Encore une fois, John Ford s’appuie sur un fond historique de Première guerre mondiale pour conter l’histoire d’une petite famille de campagne. La grande histoire sert toujours la plus petite, chez le réalisateur. Les « deux femmes » du titre sont les deux femmes de la vie de ce personnage qui les aime autant toutes les deux, mais différemment, alors que sa mère haït systématique toute prétendante. Le contraste entre la vie campagnarde et urbaine est frappant, et le « pèlerinage » à Paris de la mère n’en sera que plus déroutant pour elle (allant jusqu’à prendre un simple steward pour le capitaine du bateau). Tout comme Murnau dans son City Girl deux ans plus tôt, Ford oppose ces deux mondes qui commencent à se connecter de plus en plus, l’un encore ancré dans le travail de la terre et du bétail, l’autre déjà noyé dans le jeu des bourses et de l’économie.

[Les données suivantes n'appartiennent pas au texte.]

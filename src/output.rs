//! Output types returned by the conversion entry points.

use crate::pipeline::classify::PairingMode;
use crate::pipeline::document::PageSize;
use serde::{Deserialize, Serialize};

/// A finished conversion held in memory.
#[derive(Debug, Clone)]
pub struct ConversionOutput {
    /// The complete `.pptx` package.
    pub package: Vec<u8>,
    pub stats: ConversionStats,
}

/// Statistics from one conversion run.
#[derive(Debug, Clone, PartialEq, Serialize, Deserialize)]
pub struct ConversionStats {
    /// Pages in the input document.
    pub total_pages: usize,
    /// Slides in the output deck.
    pub slides: usize,
    /// Slides whose notes are not empty.
    pub slides_with_notes: usize,
    pub dpi: u32,
    /// Name of the pairing policy (`none`, `interleaved`, `annotations`, or
    /// `custom`).
    pub pairing: String,
    /// Deck canvas in EMU.
    pub canvas_width_emu: i64,
    pub canvas_height_emu: i64,
    /// Size of the package in bytes.
    pub package_bytes: u64,
    /// Time spent rasterising and encoding slide pages.
    pub render_duration_ms: u64,
    pub total_duration_ms: u64,
}

/// What [`crate::inspect`] reports about a document without converting it.
#[derive(Debug, Clone, PartialEq, Serialize, Deserialize)]
pub struct DocumentInfo {
    pub page_count: usize,
    /// Size of the first page, which would fix the deck canvas.
    pub first_page: Option<PageSize>,
    /// Whether any page differs in size from the first.
    pub mixed_page_sizes: bool,
    pub title: Option<String>,
    /// Slides each built-in pairing mode would produce.
    pub predicted_slides: Vec<PredictedSlides>,
}

#[derive(Debug, Clone, PartialEq, Serialize, Deserialize)]
pub struct PredictedSlides {
    pub mode: PairingMode,
    pub slides: usize,
}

Alors que ces mères en deuil visitent Paris en l'honneur de leurs fils tombés au front, suivant un guide qui leur présente les lieux historiques de la ville, elles n’ont d’yeux que pour les immeubles vertigineux, les routes bétonnées, et retrouvent le sourire en s’étonnant de l’étrangeté de certains aspects de la vie citadine (comme un stand de tir de fête foraine). C’est cette naïveté, ces enfantillages de vieilles femmes pourtant si autoritaires et « vieux jeu » qui leur donnent une grande humanité, les rendant attachantes alors que leurs opinions et leur éducation souvent injustes nous les montraient détestables.
L’histoire avec un grand H n’importe plus, les faits sont figés dans le temps, leurs fils sont morts au nom de l’Histoire et rien ne les leur rendra. Pourquoi continuer à se lamenter à grand coup de discours patriotiques qui ne rappellent que des mauvais souvenirs, lors de cérémonies larmoyantes ? Pour autant, toute mère a besoin de se rappeler, en témoigne cette femme dont le corps de son fils n’a pas été retrouvé et qui n’a aucune tombe pour pleurer, aucun lieu de recueillement, comme si la vie de son enfant avait été effacée, sans preuve de sa bravoure et de son engagement pour sa patrie. Car si les morts se moquent pas mal du devoir de mémoire, c’est pour les vivants une bouée de sauvetage spirituelle apaisante. Mais d’un autre côté, elles n’ont que faire des médailles d’honneur qu’on leur remet au nom du sacrifice de leur enfant.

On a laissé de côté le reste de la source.